髪型はおさげをやめて、ナチュラルカールにし前に下ろすことで、コンプレックスである胸を隠した。
大抵の男子は、胸を強調した方が落としやすいと思うのだけど、コンプレックスなのだから無理をすることはない。胸なんか見えなくても、十分すぎるほど沙織は可愛い。
メガネは黒縁からオレンジのフルリムにすることで、気にしているタレ目を可愛く演出する。これも沙織のタレ目は誰よりわたしが好むところだけど、本人が気にしているなら仕方がない訳で、わたしが可愛いと思える様にアレンジを加えた。
そしてガリ勉のように見えていたであろう従来の沙織の雰囲気が、清楚で可憐な女性へと変貌を遂げた。お昼頃にやっている、変身奥様よりもずっと可愛く変身している。元が可愛いのだから当たり前。奥様、ごめんなさい。
完成した時は、わぁと二人で手を握り合って喜んだ。沙織も相当ビックリしたみたいで、初見したとき、鏡を見ながらこの人誰って言っていた。
だって、本当に素敵なんだもん。テレビのスカウトが絶対来ちゃう。お姉ちゃんにもスカウトされちゃうかも。
まあ、お姉ちゃんは沙織が極度の人見知りだと知っているから、それはないのだけれど。
これで成功間違いなしだわ。どんなライバルか知らないけれど、負けるはずがないじゃない、と、わたしは勝ち誇った気持ちになっていた。

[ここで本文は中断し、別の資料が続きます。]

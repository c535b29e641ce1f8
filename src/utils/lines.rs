use once_cell::sync::Lazy;
use regex::Regex;

static LINE_BREAK: Lazy<Regex> =
    Lazy::new(|| Regex::new("\r\n?|\n|\u{2028}|\u{2029}").expect("valid line break pattern"));

/// Number of lines in `text`: line breaks plus one, so an empty string has one line.
pub fn count_lines(text: &str) -> usize {
    LINE_BREAK.find_iter(text).count() + 1
}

内面的にはすぐに変えられるわけもないので、まず学校の中で下を向かずに顔を上げてみようとアドバイスした。これは焦らず少しずつ、沙織のペースでね。
それに挨拶もできるだけしよう、と促す。二人だけで挨拶の掛け合いを往復練習し、様になってきたところで変な練習をしていたことに気づき、二人で笑い合った。
告白は、もう少し機が熟してから、ということで、容姿の変身も元に戻した。
そして後は、沙織が自分一人でできるように練習する、と息巻いていたので、沙織のペースに委ねることにしたのだった。